◆ REQUIREMENT
Only an exact repetition of the entries will do.

———

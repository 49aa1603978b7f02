//! Test harness for running the login cases as a suite.
//!
//! Every case gets its own session from the fixture. A failing or panicking
//! case is recorded and the suite moves on unless fail-fast is set.

use crate::fixture::{DriverLauncher, SessionFixture};
use crate::login::LoginCase;
use crate::result::ProbeResult;
use futures::FutureExt;
use serde::{Deserialize, Serialize};
use std::any::Any;
use std::panic::AssertUnwindSafe;
use std::time::{Duration, Instant};
use tracing::info;

/// Result of running a single test
#[derive(Debug, Clone, PartialEq, Eq, Serialize, Deserialize)]
pub struct TestResult {
    /// Test name
    pub name: String,
    /// Whether test passed
    pub passed: bool,
    /// Error message if failed
    pub error: Option<String>,
    /// Test duration
    #[serde(with = "duration_ms")]
    pub duration: Duration,
}

impl TestResult {
    /// Create a passing test result
    #[must_use]
    pub fn pass(name: impl Into<String>) -> Self {
        Self {
            name: name.into(),
            passed: true,
            error: None,
            duration: Duration::ZERO,
        }
    }

    /// Create a failing test result
    #[must_use]
    pub fn fail(name: impl Into<String>, error: impl Into<String>) -> Self {
        Self {
            name: name.into(),
            passed: false,
            error: Some(error.into()),
            duration: Duration::ZERO,
        }
    }

    /// Set duration
    #[must_use]
    pub const fn with_duration(mut self, duration: Duration) -> Self {
        self.duration = duration;
        self
    }
}

/// Results from running a test suite
#[derive(Debug, Clone, PartialEq, Eq, Serialize, Deserialize)]
pub struct SuiteResults {
    /// Suite name
    pub suite_name: String,
    /// Individual test results
    pub results: Vec<TestResult>,
    /// Total duration
    #[serde(with = "duration_ms")]
    pub duration: Duration,
}

impl SuiteResults {
    /// Check if all tests passed
    #[must_use]
    pub fn all_passed(&self) -> bool {
        self.results.iter().all(|r| r.passed)
    }

    /// Count passed tests
    #[must_use]
    pub fn passed_count(&self) -> usize {
        self.results.iter().filter(|r| r.passed).count()
    }

    /// Count failed tests
    #[must_use]
    pub fn failed_count(&self) -> usize {
        self.results.iter().filter(|r| !r.passed).count()
    }

    /// Get total test count
    #[must_use]
    pub fn total(&self) -> usize {
        self.results.len()
    }

    /// Get failed tests
    #[must_use]
    pub fn failures(&self) -> Vec<&TestResult> {
        self.results.iter().filter(|r| !r.passed).collect()
    }

    /// One-line summary, e.g. `login: 1 passed, 1 failed (2 total)`
    #[must_use]
    pub fn summary(&self) -> String {
        format!(
            "{}: {} passed, {} failed ({} total)",
            self.suite_name,
            self.passed_count(),
            self.failed_count(),
            self.total()
        )
    }

    /// Serialize as pretty JSON
    ///
    /// # Errors
    ///
    /// Returns error if serialization fails
    pub fn to_json(&self) -> ProbeResult<String> {
        Ok(serde_json::to_string_pretty(self)?)
    }
}

/// Test harness for running suites
#[derive(Debug, Default)]
pub struct TestHarness {
    /// Whether to stop on first failure
    pub fail_fast: bool,
}

impl TestHarness {
    /// Create a new test harness
    #[must_use]
    pub fn new() -> Self {
        Self::default()
    }

    /// Enable fail-fast mode
    #[must_use]
    pub const fn with_fail_fast(mut self) -> Self {
        self.fail_fast = true;
        self
    }

    /// Run `cases` in order, each in a fresh session from `fixture`
    pub async fn run<L: DriverLauncher>(
        &self,
        suite_name: &str,
        cases: &[LoginCase],
        fixture: &mut SessionFixture<L>,
    ) -> SuiteResults {
        let suite_start = Instant::now();
        let mut results = Vec::with_capacity(cases.len());

        for &case in cases {
            let start = Instant::now();
            let outcome = AssertUnwindSafe(
                fixture.run(case.name(), move |session| Box::pin(case.run(session))),
            )
            .catch_unwind()
            .await;

            let result = match outcome {
                Ok(Ok(())) => TestResult::pass(case.name()),
                Ok(Err(e)) => TestResult::fail(case.name(), e.to_string()),
                Err(panic) => TestResult::fail(case.name(), panic_message(panic.as_ref())),
            }
            .with_duration(start.elapsed());

            let stop = self.fail_fast && !result.passed;
            results.push(result);
            if stop {
                break;
            }
        }

        let suite = SuiteResults {
            suite_name: suite_name.to_string(),
            results,
            duration: suite_start.elapsed(),
        };
        info!(summary = %suite.summary(), "suite finished");
        suite
    }
}

fn panic_message(payload: &(dyn Any + Send)) -> String {
    if let Some(s) = payload.downcast_ref::<&str>() {
        format!("panicked: {s}")
    } else if let Some(s) = payload.downcast_ref::<String>() {
        format!("panicked: {s}")
    } else {
        "panicked".to_string()
    }
}

mod duration_ms {
    use serde::{Deserialize, Deserializer, Serializer};
    use std::time::Duration;

    pub fn serialize<S: Serializer>(d: &Duration, s: S) -> Result<S::Ok, S::Error> {
        s.serialize_u64(d.as_millis() as u64)
    }

    pub fn deserialize<'de, D: Deserializer<'de>>(d: D) -> Result<Duration, D::Error> {
        u64::deserialize(d).map(Duration::from_millis)
    }
}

———

◆ SOLUTION TO THIS TASK
repository 49aa1603978b7f02
//! Test harness for running the login cases as a suite.
//!
//! Every case gets its own session from the fixture. A failing or panicking
//! case is recorded and the suite moves on unless fail-fast is set.

use crate::fixture::{DriverLauncher, SessionFixture};
use crate::login::LoginCase;
use crate::result::ProbeResult;
use futures::FutureExt;
use serde::{Deserialize, Serialize};
use std::any::Any;
use std::panic::AssertUnwindSafe;
use std::time::{Duration, Instant};
use tracing::info;

/// Result of running a single test
#[derive(Debug, Clone, PartialEq, Eq, Serialize, Deserialize)]
pub struct TestResult {
    /// Test name
    pub name: String,
    /// Whether test passed
    pub passed: bool,
    /// Error message if failed
    pub error: Option<String>,
    /// Test duration
    #[serde(with = "duration_ms")]
    pub duration: Duration,
}

impl TestResult {
    /// Create a passing test result
    #[must_use]
    pub fn pass(name: impl Into<String>) -> Self {
        Self {
            name: name.into(),
            passed: true,
            error: None,
            duration: Duration::ZERO,
        }
    }

    /// Create a failing test result
    #[must_use]
    pub fn fail(name: impl Into<String>, error: impl Into<String>) -> Self {
        Self {
            name: name.into(),
            passed: false,
            error: Some(error.into()),
            duration: Duration::ZERO,
        }
    }

    /// Set duration
    #[must_use]
    pub const fn with_duration(mut self, duration: Duration) -> Self {
        self.duration = duration;
        self
    }
}

/// Results from running a test suite
#[derive(Debug, Clone, PartialEq, Eq, Serialize, Deserialize)]
pub struct SuiteResults {
    /// Suite name
    pub suite_name: String,
    /// Individual test results
    pub results: Vec<TestResult>,
    /// Total duration
    #[serde(with = "duration_ms")]
    pub duration: Duration,
}

impl SuiteResults {
    /// Check if all tests passed
    #[must_use]
    pub fn all_passed(&self) -> bool {
        self.results.iter().all(|r| r.passed)
    }

    /// Count passed tests
    #[must_use]
    pub fn passed_count(&self) -> usize {
        self.results.iter().filter(|r| r.passed).count()
    }

    /// Count failed tests
    #[must_use]
    pub fn failed_count(&self) -> usize {
        self.results.iter().filter(|r| !r.passed).count()
    }

    /// Get total test count
    #[must_use]
    pub fn total(&self) -> usize {
        self.results.len()
    }

    /// Get failed tests
    #[must_use]
    pub fn failures(&self) -> Vec<&TestResult> {
        self.results.iter().filter(|r| !r.passed).collect()
    }

    /// One-line summary, e.g. `login: 1 passed, 1 failed (2 total)`
    #[must_use]
    pub fn summary(&self) -> String {
        format!(
            "{}: {} passed, {} failed ({} total)",
            self.suite_name,
            self.passed_count(),
            self.failed_count(),
            self.total()
        )
    }

    /// Serialize as pretty JSON
    ///
    /// # Errors
    ///
    /// Returns error if serialization fails
    pub fn to_json(&self) -> ProbeResult<String> {
        Ok(serde_json::to_string_pretty(self)?)
    }
}

/// Test harness for running suites
#[derive(Debug, Default)]
pub struct TestHarness {
    /// Whether to stop on first failure
    pub fail_fast: bool,
}

impl TestHarness {
    /// Create a new test harness
    #[must_use]
    pub fn new() -> Self {
        Self::default()
    }

    /// Enable fail-fast mode
    #[must_use]
    pub const fn with_fail_fast(mut self) -> Self {
        self.fail_fast = true;
        self
    }

    /// Run `cases` in order, each in a fresh session from `fixture`
    pub async fn run<L: DriverLauncher>(
        &self,
        suite_name: &str,
        cases: &[LoginCase],
        fixture: &mut SessionFixture<L>,
    ) -> SuiteResults {
        let suite_start = Instant::now();
        let mut results = Vec::with_capacity(cases.len());

        for &case in cases {
            let start = Instant::now();
            let outcome = AssertUnwindSafe(
                fixture.run(case.name(), move |session| Box::pin(case.run(session))),
            )
            .catch_unwind()
            .await;

            let result = match outcome {
                Ok(Ok(())) => TestResult::pass(case.name()),
                Ok(Err(e)) => TestResult::fail(case.name(), e.to_string()),
                Err(panic) => TestResult::fail(case.name(), panic_message(panic.as_ref())),
            }
            .with_duration(start.elapsed());

            let stop = self.fail_fast && !result.passed;
            results.push(result);
            if stop {
                break;
            }
        }

        let suite = SuiteResults {
            suite_name: suite_name.to_string(),
            results,
            duration: suite_start.elapsed(),
        };
        info!(summary = %suite.summary(), "suite finished");
        suite
    }
}

fn panic_message(payload: &(dyn Any + Send)) -> String {
    if let Some(s) = payload.downcast_ref::<&str>() {
        format!("panicked: {s}")
    } else if let Some(s) = payload.downcast_ref::<String>() {
        format!("panicked: {s}")
    } else {
        "panicked".to_string()
    }
}

mod duration_ms {
    use serde::{Deserialize, Deserializer, Serializer};
    use std::time::Duration;

    pub fn serialize<S: Serializer>(d: &Duration, s: S) -> Result<S::Ok, S::Error> {
        s.serialize_u64(d.as_millis() as u64)
    }

    pub fn deserialize<'de, D: Deserializer<'de>>(d: D) -> Result<Duration, D::Error> {
        u64::deserialize(d).map(Duration::from_millis)
    }
}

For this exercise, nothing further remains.